# EXERCISE BRIEF
Nothing but the lines from the one containing "assert_eq!(batch.len(), 3);" through the end of the entries below should be set down, each exactly as written.

# MATERIAL FOR THE TASK
- - - - - - -
#[cfg(test)]
mod tests {

    use super::super::tet_mesh::test_fixtures::*;
    use super::*;

    fn probe_mesh_at(origin: Vec3<f64>) -> TetMesh<f64> {
        TetMesh::new(
            vec![
                origin,
                origin + Vec3::new(1.0, 0.0, 0.0),
                origin + Vec3::new(0.0, 1.0, 0.0),
                origin + Vec3::new(0.0, 0.0, 1.0),
            ],
            vec![[0, 1, 2, 3]],
        )
    }

    #[test]
    fn test_query_before_initialize_fails() {
        let detector: CollisionDetector<f64> = CollisionDetector::new(Default::default());
        let meshes = vec![unit_tet_mesh()];
        let mut result = PenetrationResult::new();

        let outcome = detector.penetration_query(&meshes, 0, 0, &mut result);
        assert!(matches!(outcome, Err(CollisionError::NotInitialized)));
    }

    #[test]
    fn test_mesh_count_mismatch_fails() {
        let meshes = vec![unit_tet_mesh()];
        let mut detector = CollisionDetector::new(Default::default());
        detector.initialize(&meshes).unwrap();

        let more_meshes = vec![unit_tet_mesh(), unit_tet_mesh()];
        let mut result = PenetrationResult::new();
        let outcome = detector.penetration_query(&more_meshes, 0, 0, &mut result);
        assert!(matches!(
            outcome,
            Err(CollisionError::MeshCountMismatch { .. })
        ));
    }

    #[test]
    fn test_vertex_on_shared_face_of_touching_meshes() {
        // Two unit tets meeting at the plane x+y+z=1, and a probe whose first
        // vertex sits exactly on the shared face. The probe location is
        // chosen exactly representable so its coordinates sum to 1 in
        // floating point.
        let lower = unit_tet_mesh();
        let upper = TetMesh::new(
            vec![
                Vec3::new(1.0, 0.0, 0.0),
                Vec3::new(0.0, 1.0, 0.0),
                Vec3::new(0.0, 0.0, 1.0),
                Vec3::new(2.0 / 3.0, 2.0 / 3.0, 2.0 / 3.0),
            ],
            vec![[0, 1, 2, 3]],
        );
        let probe = probe_mesh_at(Vec3::new(0.25, 0.25, 0.5));
        let meshes = vec![lower, upper, probe];

        let mut detector = CollisionDetector::new(Default::default());
        detector.initialize(&meshes).unwrap();

        let mut result = PenetrationResult::new();
        detector.penetration_query(&meshes, 2, 0, &mut result).unwrap();

        // The vertex lies on the boundary of both tets.
        assert_eq!(result.num_intersections(), 2);
        assert_eq!(result.intersected_mesh_ids, vec![0, 1]);

        detector.closest_surface(&meshes, &mut result, true).unwrap();

        let query_point = meshes[2].positions()[0];
        for intersection in 0..2 {
            assert!(result.shortest_path_found[intersection]);
            assert!(
                result.closest_points[intersection].distance_to_vec3(&query_point) < 1e-9,
                "Closest point should coincide with the on-surface query point"
            );
            assert_eq!(
                result.closest_point_types[intersection],
                ClosestPointType::AtInterior
            );
            assert!((result.closest_normals[intersection].magnitude() - 1.0).abs() < 1e-9);
        }
    }

    #[test]
    fn test_self_collision_disabled_finds_nothing() {
        let meshes = vec![cube_with_inner_tet_mesh()];

        let params = CollisionDetectionParameters {
            handle_self_collision: false,
            ..Default::default()
        };
        let mut detector = CollisionDetector::new(params);
        detector.initialize(&meshes).unwrap();

        // Vertex 8 is the inner tet apex at the cube centre.
        let mut result = PenetrationResult::new();
        detector.penetration_query(&meshes, 0, 8, &mut result).unwrap();

        assert_eq!(result.num_intersections(), 0);
    }

    #[test]
    fn test_self_collision_finds_embracing_tet() {
        let meshes = vec![cube_with_inner_tet_mesh()];

        let mut detector = CollisionDetector::new(Default::default());
        detector.initialize(&meshes).unwrap();

        let mut result = PenetrationResult::new();
        detector.penetration_query(&meshes, 0, 8, &mut result).unwrap();

        // Only the central cube tet embraces the centre vertex. The inner tet
        // is excluded because the query vertex is one of its corners.
        assert_eq!(result.intersected_tets, vec![4]);
        assert_eq!(result.intersected_mesh_ids, vec![0]);

        detector.closest_surface(&meshes, &mut result, true).unwrap();

        assert!(result.shortest_path_found[0]);
        assert!(
            (result.closest_points[0].distance_to_coord(0.5, 0.5, 0.5) - 0.5).abs() < 1e-9,
            "Closest cube face lies at distance 0.5 from the centre"
        );

        // The winning face must be a cube face, not one of the inner tet
        // faces (those are either self-excluded or dead-end on traversal).
        let face_id = result.closest_face_ids[0];
        assert!(face_id >= 0);
        let face = meshes[0].surface_face(face_id as usize);
        assert!(face.iter().all(|&v| v < 8), "Closest face {:?} is not a cube face", face);

        assert_ne!(result.closest_point_types[0], ClosestPointType::NotFound);

        // Outward unit normal at the closest point.
        let normal = result.closest_normals[0];
        let outward = result.closest_points[0] - Vec3::new(0.5, 0.5, 0.5);
        assert!((normal.magnitude() - 1.0).abs() < 1e-9);
        assert!(normal.dot(&outward) > 0.0);

        // The candidate visit counter stays within the configured budget.
        assert!(result.number_of_bvh_query <= detector.params().max_number_of_bvh_query);
        assert!(result.number_of_tet_traversal > 0);
    }

    #[test]
    fn test_budget_exhaustion_yields_not_found() {
        let meshes = vec![cube_with_inner_tet_mesh()];

        let params = CollisionDetectionParameters {
            max_number_of_bvh_query: 3,
            ..Default::default()
        };
        let mut detector = CollisionDetector::new(params);
        detector.initialize(&meshes).unwrap();

        let mut result = PenetrationResult::new();
        detector.penetration_query(&meshes, 0, 8, &mut result).unwrap();
        detector.closest_surface(&meshes, &mut result, true).unwrap();

        assert_eq!(result.num_intersections(), 1);
        assert!(!result.shortest_path_found[0]);
        assert_eq!(result.closest_face_ids[0], -1);
        assert_eq!(result.closest_point_types[0], ClosestPointType::NotFound);
        assert!(result.closest_normals[0].magnitude() < 1e-12);
        assert!(result.number_of_bvh_query <= 3);
    }

    #[test]
    fn test_refit_matches_rebuild() {
        let mut cube = cube_mesh();
        let probe = probe_mesh_at(Vec3::new(0.2, 0.25, 0.3));

        // Initialize against the undeformed cube, then stretch it in place.
        let meshes = vec![cube.clone(), probe.clone()];
        let mut refit_detector = CollisionDetector::new(Default::default());
        refit_detector.initialize(&meshes).unwrap();

        for p in cube.positions_mut() {
            *p = *p * 1.1;
        }
        let deformed_meshes = vec![cube, probe];
        refit_detector
            .update_bvh(
                &deformed_meshes,
                BuildQuality::Refit,
                BuildQuality::Refit,
                true,
            )
            .unwrap();

        let mut refit_result = PenetrationResult::new();
        refit_detector
            .penetration_query(&deformed_meshes, 1, 0, &mut refit_result)
            .unwrap();
        refit_detector
            .closest_surface(&deformed_meshes, &mut refit_result, false)
            .unwrap();

        // A fresh build over the deformed state must agree bit for bit.
        let mut rebuild_detector = CollisionDetector::new(Default::default());
        rebuild_detector.initialize(&deformed_meshes).unwrap();

        let mut rebuild_result = PenetrationResult::new();
        rebuild_detector
            .penetration_query(&deformed_meshes, 1, 0, &mut rebuild_result)
            .unwrap();
        rebuild_detector
            .closest_surface(&deformed_meshes, &mut rebuild_result, false)
            .unwrap();

        assert!(!refit_result.intersected_tets.is_empty());
        assert_eq!(refit_result.intersected_tets, rebuild_result.intersected_tets);
        assert_eq!(refit_result.closest_face_ids, rebuild_result.closest_face_ids);
        for (a, b) in refit_result
            .closest_points
            .iter()
            .zip(rebuild_result.closest_points.iter())
        {
            assert!(a.x == b.x && a.y == b.y && a.z == b.z);
        }
    }

    #[cfg(feature = "rest-pose")]
    #[test]
    fn test_rest_pose_round_trip() {
        let mut cube = cube_mesh();
        let rest = cube.positions().to_vec();
        assert!(cube.set_rest_positions(rest));
        for p in cube.positions_mut() {
            *p = *p * 1.2;
        }

        let mut probe = probe_mesh_at(Vec3::new(0.6, 0.6, 0.6));
        let probe_rest = probe.positions().to_vec();
        assert!(probe.set_rest_positions(probe_rest));

        let meshes = vec![cube, probe];

        let params = CollisionDetectionParameters {
            rest_pose_closest_point: true,
            ..Default::default()
        };
        let mut detector = CollisionDetector::new(params);
        detector.initialize(&meshes).unwrap();

        let mut result = PenetrationResult::new();
        detector.penetration_query(&meshes, 1, 0, &mut result).unwrap();
        assert_eq!(result.intersected_tets, vec![4]);

        detector.closest_surface(&meshes, &mut result, false).unwrap();
        assert!(result.shortest_path_found[0]);

        // The reported point must be exactly the barycentric interpolation of
        // the deformed triangle vertices.
        let face_id = result.closest_face_ids[0] as usize;
        let barycentrics = result.closest_barycentrics[0];
        let triangle = meshes[0].surface_triangle(face_id);
        let expected = triangle.p1() * barycentrics.x
            + triangle.p2() * barycentrics.y
            + triangle.p3() * barycentrics.z;

        let reported = result.closest_points[0];
        assert!(reported.x == expected.x && reported.y == expected.y && reported.z == expected.z);
    }

    #[test]
    fn test_rest_pose_requires_rest_positions() {
        let meshes = vec![cube_mesh()];

        let params = CollisionDetectionParameters {
            rest_pose_closest_point: true,
            ..Default::default()
        };
        let mut detector = CollisionDetector::new(params);
        let outcome = detector.initialize(&meshes);
        assert!(matches!(
            outcome,
            Err(CollisionError::MissingRestPositions(0))
        ));
    }

    #[test]
    fn test_inactive_mesh_is_skipped() {
        let mut mesh = cube_with_inner_tet_mesh();
        mesh.active_for_collision = false;
        let meshes = vec![mesh];

        let mut detector = CollisionDetector::new(Default::default());
        detector.initialize(&meshes).unwrap();

        let mut result = PenetrationResult::new();
        detector.penetration_query(&meshes, 0, 8, &mut result).unwrap();
        assert_eq!(result.num_intersections(), 0);

        // Re-activating through update_bvh brings the mesh back.
        let mut meshes = meshes;
        meshes[0].active_for_collision = true;
        detector
            .update_bvh(&meshes, BuildQuality::Low, BuildQuality::Low, true)
            .unwrap();

        detector.penetration_query(&meshes, 0, 8, &mut result).unwrap();
        assert_eq!(result.intersected_tets, vec![4]);
    }

    #[test]
    fn test_query_batch_matches_sequential() {
        let meshes = vec![cube_with_inner_tet_mesh()];

        let mut detector = CollisionDetector::new(Default::default());
        detector.initialize(&meshes).unwrap();

        let queries = vec![(0, 8), (0, 9), (0, 8)];
        let batch = detector.query_batch(&meshes, &queries, true).unwrap();
        assert_eq!(batch.len(), 3);

        for (&(mesh_id, vertex_id), batched) in queries.iter().zip(batch.iter()) {
            let mut expected = PenetrationResult::new();
            detector
                .penetration_query(&meshes, mesh_id, vertex_id, &mut expected)
                .unwrap();
            detector.closest_surface(&meshes, &mut expected, true).unwrap();

            assert_eq!(batched.intersected_tets, expected.intersected_tets);
            assert_eq!(batched.closest_face_ids, expected.closest_face_ids);
            assert_eq!(batched.shortest_path_found, expected.shortest_path_found);
        }
    }

    #[test]
    fn test_feasibility_accessors() {
        let meshes = vec![cube_mesh()];
        let detector: CollisionDetector<f64> = CollisionDetector::new(Default::default());

        // Outside the cube facing the x=0 plane: interior candidates pass.
        let query = Vec3::new(-0.01, 0.4, 0.5);
        for face_id in 0..meshes[0].num_surface_faces() {
            let triangle = meshes[0].surface_triangle(face_id);
            if triangle.p.iter().all(|p| p.x == 0.0) {
                let candidate = triangle.closest_point(&query);
                if candidate.point_type == ClosestPointType::AtInterior {
                    assert!(detector.check_feasible_region(
                        &query,
                        &meshes[0],
                        face_id,
                        candidate.point_type
                    ));
                }
            }
        }

        // A corner of the unit tet accepts only queries in its normal cone.
        let tet = unit_tet_mesh();
        assert!(detector.check_vertex_feasible_region(&Vec3::new(-0.1, -0.1, -0.1), &tet, 0));
        assert!(!detector.check_vertex_feasible_region(&Vec3::new(-0.1, -0.1, -0.1), &tet, 1));
    }
}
- - - - - - -
# ANSWER FOR THIS EXERCISE
        assert_eq!(batch.len(), 3);

        for (&(mesh_id, vertex_id), batched) in queries.iter().zip(batch.iter()) {
            let mut expected = PenetrationResult::new();
            detector
                .penetration_query(&meshes, mesh_id, vertex_id, &mut expected)
                .unwrap();
            detector.closest_surface(&meshes, &mut expected, true).unwrap();

            assert_eq!(batched.intersected_tets, expected.intersected_tets);
            assert_eq!(batched.closest_face_ids, expected.closest_face_ids);
            assert_eq!(batched.shortest_path_found, expected.shortest_path_found);
        }
    }

    #[test]
    fn test_feasibility_accessors() {
        let meshes = vec![cube_mesh()];
        let detector: CollisionDetector<f64> = CollisionDetector::new(Default::default());

        // Outside the cube facing the x=0 plane: interior candidates pass.
        let query = Vec3::new(-0.01, 0.4, 0.5);
        for face_id in 0..meshes[0].num_surface_faces() {
            let triangle = meshes[0].surface_triangle(face_id);
            if triangle.p.iter().all(|p| p.x == 0.0) {
                let candidate = triangle.closest_point(&query);
                if candidate.point_type == ClosestPointType::AtInterior {
                    assert!(detector.check_feasible_region(
                        &query,
                        &meshes[0],
                        face_id,
                        candidate.point_type
                    ));
                }
            }
        }

        // A corner of the unit tet accepts only queries in its normal cone.
        let tet = unit_tet_mesh();
        assert!(detector.check_vertex_feasible_region(&Vec3::new(-0.1, -0.1, -0.1), &tet, 0));
        assert!(!detector.check_vertex_feasible_region(&Vec3::new(-0.1, -0.1, -0.1), &tet, 1));
    }
}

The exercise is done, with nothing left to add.